As enterprise content grows at a monumental rate and more and more businesses expand internationally, how can companies address the need to translate enormous amounts of information? A new report from market research firm Common Sense Advisory, “The Business Case for Machine Translation,” describes the findings from interviews with 31 decision-makers at companies and government organizations on their usage of automated translation technology.
Both global business and immigration mean that that many organizations will face the question of translating huge volumes of their valuable content for speakers of foreign languages at home or abroad. “Interviewees reported that they opt for machine translation in order to cope with the daunting volumes of content they produce,” comments Don DePalma, Common Sense Advisory Chief Research Officer and lead analyst for the study. Speed is also a top consideration. “What we set out to do for this report was determine what and how corporate and government users are actually doing with machine translation – rather than what the MT suppliers would like them to do.”
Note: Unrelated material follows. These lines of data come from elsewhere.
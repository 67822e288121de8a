//! Error types for the chat core

use thiserror::Error;

/// Chat core error types
#[derive(Error, Debug)]
pub enum ChatError {
    #[error("unknown provider '{0}'")]
    UnknownProvider(String),

    #[error("missing API key for provider '{0}'")]
    MissingApiKey(String),

    #[error("invalid configuration: {0}")]
    Config(String),

    #[error("{provider} returned HTTP {status}: {message}")]
    LlmHttp {
        provider: String,
        status: u16,
        message: String,
    },

    #[error("LLM error: {0}")]
    Llm(String),

    #[error("HTTP error: {0}")]
    Http(#[from] reqwest::Error),

    #[error("JSON error: {0}")]
    Json(#[from] serde_json::Error),
}

impl ChatError {
    /// Configuration errors are fatal at startup and must never be defaulted
    /// away. Everything else is a generation failure the orchestrator
    /// recovers from.
    pub fn is_configuration(&self) -> bool {
        matches!(
            self,
            Self::UnknownProvider(_) | Self::MissingApiKey(_) | Self::Config(_)
        )
    }
}

/// Result type alias for chat core operations
pub type Result<T> = std::result::Result<T, ChatError>;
According to the 37-page report, machine translation is not free, and may cost more than many organizations think. “It takes time and money to configure and properly train a machine translation engine,” adds DePalma. “The overall costs depend on the level of quality needed and the amount of human work – such as post-editing – that is required. However, for the right companies, machine translation can help to cut costs and reach a larger multilingual audience on- and offline.”
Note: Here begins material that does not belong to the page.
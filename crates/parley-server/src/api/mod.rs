pub mod chat;
pub mod models;
pub mod state;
The report found that for every one million words of content, fully automated machine translation could cost as much as US$220,000 less than human translation. For a company that needs to translate one million words into five languages, the savings quickly reach one million U.S. dollars. “However, when you add human post-editing to bring quality back up to acceptable levels, the cost savings are reduced significantly,” cautions DePalma. “Fully automated translation is not yet a realistic option for companies with smaller amounts of content or a need for high levels of quality. However, rapid, low-cost automatic translation of some content should be on everyone’s agenda to help them provide more information for customer care and other knowledge-based applications. Increased use, tuning, and user feedback will accelerate overall quality rates and prove its value.”
“The Business Case for Machine Translation” continues Common Sense Advisory’s ongoing research and insight into the areas of automated translation technologies. The report is available to members of Common Sense Advisory’s research.